バレー部の顧問の代わりに、一日だけ、俺が他校との練習試合を監督することになった俺。。その時の俺は、表情や態度に出さずとも、折角の休日を潰されたことによくは思っていなかった。…とはいえ、これも仕事の内なのだと思いつつ、指示された通りに備え付けのパイプ椅子に座って黙って試合を観る。

『こーーい!』
『ライトー!』
『…すみません、もう一本!』
『先輩、ナイスっす!』


「…………」

男にしては少し甲高く、心地良く感じるほどに体育館中に響き渡る透き通った声。
周りの生徒と比べると体格も小さいが、それをカバーするように瞬発力や跳躍力が秀でているのが素人目で見ても一瞬で分かった。

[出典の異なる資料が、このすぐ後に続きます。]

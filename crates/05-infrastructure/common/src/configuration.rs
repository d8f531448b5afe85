//! 构造配置记录定义

use serde::{Deserialize, Serialize};
use serde_json::Value;
use std::collections::HashMap;

/// 实例名到构造配置的映射
pub type ConfigTable = HashMap<String, ConstructionConfig>;

/// 构造配置
///
/// 描述如何在调用方不提供参数的情况下构造某个实例。
/// 所有字段都是可选的，加载时不做校验，问题在解析实例时才会暴露。
#[derive(Debug, Clone, Default, PartialEq, Serialize, Deserialize)]
#[serde(default)]
pub struct ConstructionConfig {
    /// 要构造的类型名称
    #[serde(alias = "typeName", alias = "className")]
    pub type_name: Option<String>,
    /// 构造参数：单值、有序列表或具名映射
    pub params: Option<Value>,
    /// 实例名称（仅作说明，键以映射中的名称为准）
    #[serde(alias = "instanceName")]
    pub instance_name: Option<String>,
    /// 是否共享（缓存）实例
    #[serde(alias = "cacheRequested")]
    pub shared: Option<bool>,
    /// 初始化器名称：类型的静态工厂或独立的可调用对象
    #[serde(alias = "initializerName", alias = "initFunction")]
    pub initializer: Option<String>,
}

impl ConstructionConfig {
    /// 创建指定类型的构造配置
    pub fn new(type_name: impl Into<String>) -> Self {
        Self {
            type_name: Some(type_name.into()),
            ..Self::default()
        }
    }

    /// 设置构造参数
    pub fn with_params(mut self, params: Value) -> Self {
        self.params = Some(params);
        self
    }

    /// 设置实例名称
    pub fn with_instance_name(mut self, instance_name: impl Into<String>) -> Self {
        self.instance_name = Some(instance_name.into());
        self
    }

    /// 设置是否共享
    pub fn with_shared(mut self, shared: bool) -> Self {
        self.shared = Some(shared);
        self
    }

    /// 设置初始化器
    pub fn with_initializer(mut self, initializer: impl Into<String>) -> Self {
        self.initializer = Some(initializer.into());
        self
    }
}
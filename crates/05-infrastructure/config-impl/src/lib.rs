//! # Configuration Implementation
//!
//! 构造配置源的具体实现。
//!
//! ## 主要组件
//!
//! - [`MemoryConfigSource`] - 内存配置源
//! - [`FileConfigSource`] - JSON / TOML / YAML 文件配置源
//! - [`configure_from`] - 加载配置源并写入注册表

pub mod loader;
pub mod providers;

pub use loader::*;
pub use providers::*;
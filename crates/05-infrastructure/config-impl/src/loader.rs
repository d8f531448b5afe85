//! 从配置源加载构造配置到注册表

use config_abstractions::ConfigSource;
use di_abstractions::InstanceRegistry;
use infrastructure_common::RegistryResult;
use tracing::{info, warn};

/// 加载配置源并写入注册表，返回加载的配置条数
///
/// 加载失败时注册表保持不变，错误以 `ConfigSourceError` 返回
pub async fn configure_from(
    registry: &dyn InstanceRegistry,
    source: &dyn ConfigSource,
) -> RegistryResult<usize> {
    let table = source.load().await.map_err(|e| {
        warn!("配置源 {} 加载失败: {}", source.name(), e);
        e
    })?;

    let count = table.len();
    registry.configure(table);
    info!("从配置源 {} 加载了 {} 条构造配置", source.name(), count);

    Ok(count)
}
use std::path::{Path, PathBuf};
use std::process;

use clap::{Parser, Subcommand, ValueEnum};
use courgette_codegen::Options;
use courgette_validate::Severity;

/// Output format for CLI responses.
#[derive(Debug, Clone, Copy, PartialEq, Eq, ValueEnum)]
enum OutputFormat {
    Text,
    Json,
}

/// Courgette rule language toolchain.
#[derive(Parser)]
#[command(name = "courgette", version, about = "Courgette rule language toolchain")]
struct Cli {
    /// Output format (text or json)
    #[arg(long, global = true, default_value = "text", value_enum)]
    output: OutputFormat,

    /// Suppress non-essential output
    #[arg(long, global = true)]
    quiet: bool,

    #[command(subcommand)]
    command: Commands,
}

#[derive(Subcommand)]
enum Commands {
    /// Compile a Courgette file to OpenFisca-style Python
    Compile {
        /// Path to the Courgette source file
        file: PathBuf,
        /// Write generated code to this file instead of stdout
        #[arg(long)]
        out: Option<PathBuf>,
        /// Variable used as the deduction base of income-tested reductions
        #[arg(long, default_value = "income")]
        income_variable: String,
    },

    /// Validate a Courgette file and report findings
    Validate {
        /// Path to the Courgette source file
        file: PathBuf,
    },
}

fn main() {
    let cli = Cli::parse();

    match cli.command {
        Commands::Compile {
            file,
            out,
            income_variable,
        } => {
            cmd_compile(&file, out.as_deref(), income_variable, cli.output, cli.quiet);
        }
        Commands::Validate { file } => {
            cmd_validate(&file, cli.output, cli.quiet);
        }
    }
}

fn cmd_compile(
    file: &Path,
    out: Option<&Path>,
    income_variable: String,
    output: OutputFormat,
    quiet: bool,
) {
    let text = read_source(file, output, quiet);
    let options = Options { income_variable };

    match courgette_codegen::compile_with(&text, &options) {
        Ok(code) => match out {
            Some(path) => {
                if let Err(e) = std::fs::write(path, &code) {
                    report_error(
                        &format!("error writing '{}': {}", path.display(), e),
                        output,
                        quiet,
                    );
                    process::exit(1);
                }
                if !quiet {
                    println!("wrote {}", path.display());
                }
            }
            None => match output {
                OutputFormat::Text => print!("{code}"),
                OutputFormat::Json => {
                    println!("{}", serde_json::json!({ "code": code }));
                }
            },
        },
        Err(e) => {
            report_error(&e.to_string(), output, quiet);
            process::exit(1);
        }
    }
}

fn cmd_validate(file: &Path, output: OutputFormat, quiet: bool) {
    let text = read_source(file, output, quiet);
    let diagnostics = courgette_validate::validate(&text);

    match output {
        OutputFormat::Json => {
            let pretty = serde_json::to_string_pretty(&diagnostics)
                .unwrap_or_else(|e| format!("{{\"error\": \"serialization: {e}\"}}"));
            println!("{pretty}");
        }
        OutputFormat::Text => {
            for d in &diagnostics {
                println!(
                    "{}:{}:{}: {}: {}",
                    file.display(),
                    d.line,
                    d.column,
                    d.severity.as_str(),
                    d.message
                );
            }
            if !quiet {
                let errors = count(&diagnostics, Severity::Error);
                let warnings = count(&diagnostics, Severity::Warning);
                if diagnostics.is_empty() {
                    println!("no findings");
                } else {
                    println!("{errors} error(s), {warnings} warning(s)");
                }
            }
        }
    }

    if diagnostics.iter().any(|d| d.severity == Severity::Error) {
        process::exit(1);
    }
}

fn count(diagnostics: &[courgette_validate::Diagnostic], severity: Severity) -> usize {
    diagnostics.iter().filter(|d| d.severity == severity).count()
}

fn read_source(file: &Path, output: OutputFormat, quiet: bool) -> String {
    match std::fs::read_to_string(file) {
        Ok(text) => text,
        Err(e) => {
            report_error(
                &format!("error reading file '{}': {}", file.display(), e),
                output,
                quiet,
            );
            process::exit(1);
        }
    }
}

fn report_error(msg: &str, output: OutputFormat, quiet: bool) {
    match output {
        OutputFormat::Json => {
            eprintln!("{}", serde_json::json!({ "error": msg }));
        }
        OutputFormat::Text => {
            if !quiet {
                eprintln!("error: {msg}");
            }
        }
    }
}
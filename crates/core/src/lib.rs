//! courgette-core: Courgette front-end library.
//!
//! Provides the shared pipeline from Courgette source text to the
//! document model: line segmentation, the phrase grammar, the
//! best-effort parser, and type/period inference for variables.
//!
//! # Public API
//!
//! Key types are re-exported at the crate root for convenience:
//!
//! - [`segment()`] -- split source text into classified lines
//! - [`parse_text()`] -- parse source text into a [`Document`]
//! - [`CompileError`] -- compile-time error type
//! - Model types: [`Document`], [`Block`], [`Scenario`], [`Schedule`],
//!   [`Definition`], [`ConditionNode`], [`Outcome`], [`Variable`]
//!
//! The phrase grammar in [`phrase`] is shared by the parser and the
//! diagnostics engine, so both recognize exactly the same sentences.

/// Courgette language version, emitted in generated-code headers.
pub const COURGETTE_VERSION: &str = "0.1";

pub mod ast;
pub mod error;
pub mod infer;
pub mod parser;
pub mod phrase;
pub mod segment;

// ── Convenience re-exports: key types ────────────────────────────────

pub use ast::{
    Block, ConditionNode, Definition, Document, GroupKind, Operand, Operator, Outcome, Period,
    Scenario, Schedule, ScheduleEntry, Variable,
};
pub use error::CompileError;
pub use infer::{DefinitionPeriod, ValueType};
pub use segment::{BlockKind, LineKind, SegmentedLine, SourceMap};

// ── Convenience re-exports: pipeline entry points ────────────────────

pub use parser::{parse, parse_text};
pub use segment::segment;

「(…男子バレーのユニフォームは、思っていたよりも丈が短いんだな)」

中腰の体勢で構える度に、引き締まった尻と白い太腿に目が行く。

「(……太腿のホクロ、えっろ…)」

白い肌だからこそ余計に目立つ。
…あの黒子を舐めて吸い付けば、赤い痕もくっきり付くのだろうか。

……そんなことを考えていた時だった。

「…い、いて……ッ!」

ネット越しの熱い攻防の最中、そいつが突然足を庇うようにしゃがみ込んだのだ。

「おい、宮田!大丈夫か!?」
「…ッぅ、えっと、あはは……。先輩、そんな顔しないでくださいよ」
「……で、でも、お前……」
「少し挫いただけですから、大丈夫……、っ!?」

目に見えて痛みを堪えているくせに『大丈夫だ』と言い張る奴の身体を、俺は抱き上げた。

「…せ、先生……?」

「俺が保健室へ連れて行く。選手を交代して試合を続けていろ」

「分かりました」

「えっ?お、俺は……!」

「大人しくしていろ」

抱き上げた奴の抵抗を収めるために、パンッと軽く尻を叩く。
そうすれば、奴は『うひゃっ!?』となんとも色気のない声を上げた。その声を耳元で聞いた俺は、誰にも見えないように口元に笑みを浮かべたのだった。





*******


「……ほ、本当に…ごめんなさい。………俺、…俺…取り返しのつかないことを…っ」
「取り返しがつかないなんてことはないだろ」
「…………え……?」
「お前がカンニングをしたことは、他の教師も生徒も知らない。…知っているのは俺だけだ」
「………?」
「その身体を使って俺を誑かせてみろ」
「……!」

……そう。こいつのその表情だ。
今にも泣きそうなくせに、必死に堪えて我慢をする。
あの試合の途中で保健室に連れて行き、手当てをしてやった時もそうだった。

「『…妙にそそられる』」

あの日から俺は、授業中も、廊下ですれ違う時でさえも、お前のその表情が忘れられず、自分でも気が付かない内に視線で追っていた。

………だからこそ、


「……なーに。お前は“賢い子”だ。どの行動を取れば最善なのかは、もう分かっているはずだろ?」

こんなチャンスを、俺が逃がすわけがない。